SOURCE MATERIAL: Begin

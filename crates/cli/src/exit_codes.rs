//! CLI Exit Code Registry
//!
//! Single source of truth for the exit codes of `formulia`. Scripts that
//! drive proposal generation rely on them.
//!
//! | Code | Meaning                                              |
//! |------|------------------------------------------------------|
//! | 0    | Success                                              |
//! | 1    | General error (unspecified)                          |
//! | 2    | Usage error (bad args, missing file)                 |
//! | 3    | Answers rejected (invalid or unparseable input)      |
//! | 4    | Settings rejected                                    |
//! | 5    | Template does not match the configured layout        |
//! | 6    | A derived value the export needs is absent           |
//! | 7    | Output could not be written                          |
//! | 8    | Export finished with warnings and `--strict` was set |

use formulia_io::ExportError;

/// Success - command completed without errors.
pub const EXIT_SUCCESS: u8 = 0;

/// General error - unspecified failure.
pub const EXIT_ERROR: u8 = 1;

/// Usage error - bad arguments, unreadable answers file, no template path.
pub const EXIT_USAGE: u8 = 2;

/// Questionnaire answers failed validation or could not be parsed.
pub const EXIT_INVALID_INPUT: u8 = 3;

/// Settings file could not be parsed or failed validation.
pub const EXIT_CONFIG: u8 = 4;

/// Template missing, unreadable, or not shaped like the layout says.
pub const EXIT_TEMPLATE_MISMATCH: u8 = 5;

/// Themes selected while no training groups are needed, and similar.
pub const EXIT_MISSING_AGGREGATE: u8 = 6;

/// Writing the finished artifact failed.
pub const EXIT_OUTPUT: u8 = 7;

/// Warnings were reported and `--strict` turns them into a failure.
pub const EXIT_WARNINGS: u8 = 8;

/// Map an export failure to its exit code.
pub fn export_exit_code(err: &ExportError) -> u8 {
    match err {
        ExportError::Plan(_) => EXIT_INVALID_INPUT,
        ExportError::Config(_) => EXIT_CONFIG,
        ExportError::TemplateMismatch(_) => EXIT_TEMPLATE_MISMATCH,
        ExportError::MissingAggregate { .. } => EXIT_MISSING_AGGREGATE,
        ExportError::Io(_) => EXIT_OUTPUT,
    }
}

#[cfg(test)]
mod tests {
    use super::*;

    #[test]
    fn codes_are_distinct() {
        let codes = [
            EXIT_SUCCESS,
            EXIT_ERROR,
            EXIT_USAGE,
            EXIT_INVALID_INPUT,
            EXIT_CONFIG,
            EXIT_TEMPLATE_MISMATCH,
            EXIT_MISSING_AGGREGATE,
            EXIT_OUTPUT,
            EXIT_WARNINGS,
        ];
        for (i, a) in codes.iter().enumerate() {
            assert!(!codes[i + 1..].contains(a), "duplicate exit code {a}");
        }
    }

    #[test]
    fn export_errors_map_to_codes() {
        assert_eq!(export_exit_code(&ExportError::mismatch("x")), EXIT_TEMPLATE_MISMATCH);
        assert_eq!(
            export_exit_code(&ExportError::MissingAggregate {
                step: "group_count",
                reason: String::new()
            }),
            EXIT_MISSING_AGGREGATE
        );
        assert_eq!(export_exit_code(&ExportError::Io("disk full".into())), EXIT_OUTPUT);
    }
}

SOURCE MATERIAL: End

EXERCISE
All lines in the listing above should be written out again exactly.

SOLUTION BELOW
filename crates/cli/src/exit_codes.rs
//! CLI Exit Code Registry
//!
//! Single source of truth for the exit codes of `formulia`. Scripts that
//! drive proposal generation rely on them.
//!
//! | Code | Meaning                                              |
//! |------|------------------------------------------------------|
//! | 0    | Success                                              |
//! | 1    | General error (unspecified)                          |
//! | 2    | Usage error (bad args, missing file)                 |
//! | 3    | Answers rejected (invalid or unparseable input)      |
//! | 4    | Settings rejected                                    |
//! | 5    | Template does not match the configured layout        |
//! | 6    | A derived value the export needs is absent           |
//! | 7    | Output could not be written                          |
//! | 8    | Export finished with warnings and `--strict` was set |

use formulia_io::ExportError;

/// Success - command completed without errors.
pub const EXIT_SUCCESS: u8 = 0;

/// General error - unspecified failure.
pub const EXIT_ERROR: u8 = 1;

/// Usage error - bad arguments, unreadable answers file, no template path.
pub const EXIT_USAGE: u8 = 2;

/// Questionnaire answers failed validation or could not be parsed.
pub const EXIT_INVALID_INPUT: u8 = 3;

/// Settings file could not be parsed or failed validation.
pub const EXIT_CONFIG: u8 = 4;

/// Template missing, unreadable, or not shaped like the layout says.
pub const EXIT_TEMPLATE_MISMATCH: u8 = 5;

/// Themes selected while no training groups are needed, and similar.
pub const EXIT_MISSING_AGGREGATE: u8 = 6;

/// Writing the finished artifact failed.
pub const EXIT_OUTPUT: u8 = 7;

/// Warnings were reported and `--strict` turns them into a failure.
pub const EXIT_WARNINGS: u8 = 8;

/// Map an export failure to its exit code.
pub fn export_exit_code(err: &ExportError) -> u8 {
    match err {
        ExportError::Plan(_) => EXIT_INVALID_INPUT,
        ExportError::Config(_) => EXIT_CONFIG,
        ExportError::TemplateMismatch(_) => EXIT_TEMPLATE_MISMATCH,
        ExportError::MissingAggregate { .. } => EXIT_MISSING_AGGREGATE,
        ExportError::Io(_) => EXIT_OUTPUT,
    }
}

#[cfg(test)]
mod tests {
    use super::*;

    #[test]
    fn codes_are_distinct() {
        let codes = [
            EXIT_SUCCESS,
            EXIT_ERROR,
            EXIT_USAGE,
            EXIT_INVALID_INPUT,
            EXIT_CONFIG,
            EXIT_TEMPLATE_MISMATCH,
            EXIT_MISSING_AGGREGATE,
            EXIT_OUTPUT,
            EXIT_WARNINGS,
        ];
        for (i, a) in codes.iter().enumerate() {
            assert!(!codes[i + 1..].contains(a), "duplicate exit code {a}");
        }
    }

    #[test]
    fn export_errors_map_to_codes() {
        assert_eq!(export_exit_code(&ExportError::mismatch("x")), EXIT_TEMPLATE_MISMATCH);
        assert_eq!(
            export_exit_code(&ExportError::MissingAggregate {
                step: "group_count",
                reason: String::new()
            }),
            EXIT_MISSING_AGGREGATE
        );
        assert_eq!(export_exit_code(&ExportError::Io("disk full".into())), EXIT_OUTPUT);
    }
}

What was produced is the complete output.